Hyo Joo Kim made history at the Ford Championship at Whirlwind Golf Club in Phoenix, winning on 28-under 260 for a two-shot victory — and in doing so became the first known LPGA player to record two rounds of 61 or better in the same tournament. The victory was her second in consecutive weeks, following her win at the Fortinet Founders Cup, establishing her as the undeniable form player in women’s professional golf as the 2026 season enters its second major phase.
For anyone following the LPGA Tour’s historic 2026 season — where every round of every event is now on live television — Kim’s performances are must-watch golf. But beyond the scores, there are genuine technical and mental lessons embedded in her play that apply to golfers at all levels.
Breaking Down the Record
Shooting 61 once in a tournament is exceptional. Doing it twice in the same event — in the first and third rounds at Whirlwind — is historically unprecedented in LPGA competition. For context, 61 on any LPGA course represents roughly 10-under par, requiring a flawless combination of driving accuracy, iron precision, and putting consistency across all 18 holes.
What’s particularly striking about Kim’s 2026 form is the consistency with which she’s doing it. The Fortinet Founders Cup win was her first event victory after a period of near-misses. The Ford Championship came the very next week. Back-to-back wins in the modern LPGA — with its exceptional depth of international talent — requires not just technical excellence but the mental stamina to maintain focus across two consecutive weeks of high-pressure competition.
Understanding Kim’s Game: The Technical Foundation
Ball Striking From Tee to Green
Kim is not the longest driver on the LPGA Tour, but she is among the most accurate. Her tee-to-green statistics consistently rank in the top 5 on tour — a combination of driving accuracy, greens in regulation, and proximity to the hole from approach shots that creates continuous birdie opportunities without the high-risk elements that accompany power-only games.
The key technical feature of her ball striking is her ability to control trajectory and land angle on approaches. At Whirlwind, with its hard, fast Arizona desert conditions, controlling spin and landing angle was essential for stopping the ball close to the pin. Her iron play throughout the tournament consistently placed the ball in the correct section of the green for makeable putts.
Putting: Pace Control on Fast Greens
Two rounds of 61 means consistently making putts from outside 10 feet — not just rolling in the obvious short ones. Kim’s putting throughout the week was characterised by excellent pace control: she rarely had to three-putt because she rarely left the ball in a position where the next putt was a nerve-testing four-footer.

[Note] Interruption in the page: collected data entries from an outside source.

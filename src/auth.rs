use async_trait::async_trait;
use pgwire::api::auth::{AuthSource, LoginInfo, Password};
use pgwire::error::PgWireResult;

/// Single shared cleartext password for every pgwire login. Marketplace users
/// are data inside a tenant, not database roles.
#[derive(Debug)]
pub struct RoostAuthSource {
    password: String,
}

impl RoostAuthSource {
    pub fn new(password: String) -> Self {
        Self { password }
    }
}

#[async_trait]
impl AuthSource for RoostAuthSource {
    async fn get_password(&self, _login: &LoginInfo) -> PgWireResult<Password> {
        Ok(Password::new(None, self.password.as_bytes().to_vec()))
    }
}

This connects to a principle we’ve discussed in depth: pre-round putting practice should focus more on pace than on line, because pace control prevents three-putts while line accuracy is largely handled by good aim and green reading.
Scoring Without Risk
One of the subtler elements of Kim’s record rounds was the absence of bogeys. Low rounds are often remembered for the birdies, but they’re protected by the bogey-avoidance. Kim had zero bogeys across both her 61s — an indicator of exceptional course management that keeps the momentum of a low round intact even when she missed a green or hit an imperfect approach.

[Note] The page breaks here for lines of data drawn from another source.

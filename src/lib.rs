pub mod auth;
pub mod compactor;
pub mod config;
pub mod engine;
pub mod limits;
pub mod model;
pub mod observability;
pub mod sql;
pub mod tenant;
pub mod tls;
pub mod wal;
pub mod wire;
use std::sync::Arc;
use std::time::Duration;

use tracing::{info, warn};

use crate::engine::Engine;

/// Background task that rewrites a tenant's WAL once enough appends have
/// accumulated since the last compaction.
pub async fn run_compactor(engine: Arc<Engine>, threshold: u64) {
    let mut interval = tokio::time::interval(Duration::from_secs(30));
    loop {
        interval.tick().await;
        compact_if_due(&engine, threshold).await;
    }
}

/// One compactor tick. Returns true if the WAL was rewritten.
pub async fn compact_if_due(engine: &Engine, threshold: u64) -> bool {
    let appends = engine.wal_appends_since_compact().await;
    if appends < threshold {
        return false;
    }
    match engine.compact_wal().await {
        Ok(()) => {
            info!("compacted WAL after {appends} appends");
            true
        }
        Err(e) => {
            warn!("WAL compaction failed: {e}");
            false
        }
    }
}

Bogey avoidance for amateurs is disproportionately impactful on scoring. Rather than focusing purely on birdie opportunities, recognising situations where a conservative play protects par is one of the highest-ROI improvements any golfer can make. Think about where the misses are — playing to miss short-side rough rather than deep bunkers, for instance — and you begin to play course management golf the way Kim does intuitively.
The LPGA’s Historic 2026 Season
Kim’s performances land in the context of what is already a landmark year for women’s professional golf. As we covered in our overview of the LPGA Tour’s historic 2026 season, every round of every event is now available on live television for the first time in the Tour’s history — a transformation in broadcast reach that’s driving record viewership numbers.

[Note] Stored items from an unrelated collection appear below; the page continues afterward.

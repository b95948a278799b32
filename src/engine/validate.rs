use chrono::Datelike;

use crate::limits::*;
use crate::model::DateRange;

use super::EngineError;

pub(crate) fn validate_range(range: &DateRange) -> Result<(), EngineError> {
    if range.start().year() < MIN_VALID_YEAR || range.end().year() > MAX_VALID_YEAR {
        return Err(EngineError::LimitExceeded("date out of range"));
    }
    if range.days() > MAX_RANGE_DAYS {
        return Err(EngineError::LimitExceeded("range too wide"));
    }
    Ok(())
}

/// Non-empty after trimming and at most `max` bytes.
pub(crate) fn validate_text(value: &str, max: usize, what: &'static str) -> Result<(), EngineError> {
    if value.trim().is_empty() {
        return Err(EngineError::InvalidInput(what));
    }
    if value.len() > max {
        return Err(EngineError::LimitExceeded(what));
    }
    Ok(())
}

Kim’s back-to-back wins are exactly the kind of star-making moments the expanded coverage needed. A player performing at historically unprecedented levels provides a compelling narrative that attracts new audiences and deepens engagement among existing fans.
What Amateurs Can Take From Kim’s Game
- Accuracy over distance from the tee: Kim’s success is built on precision, not power. Finding the fairway creates options; missing it eliminates them.
- Approach play to specific sections of the green: Controlling where the ball lands on the green — not just hitting it on the green — is the difference between birdie putts and two-putt pars at best.
- Pace control in putting over line: Excellent pace control prevents three-putts far more effectively than obsessing over alignment.
- Bogey avoidance is as valuable as birdie-making: Playing conservatively in trouble situations protects scores that aggressive play would destroy.
Key Takeaways
- Hyo Joo Kim made history by shooting two rounds of 61 in the same tournament at the 2026 Ford Championship.
- Her back-to-back wins (Fortinet Founders Cup + Ford Championship) are the highest-profile form run on the LPGA Tour in 2026.
- Technical foundation: tee-to-green accuracy, landing angle control on approaches, exceptional pace putting.
- Her bogey-free 61s demonstrate that low rounds are as much about protecting score as attacking pins.
- Kim’s performances arrive in the LPGA’s most-watched season ever, with historic full TV coverage.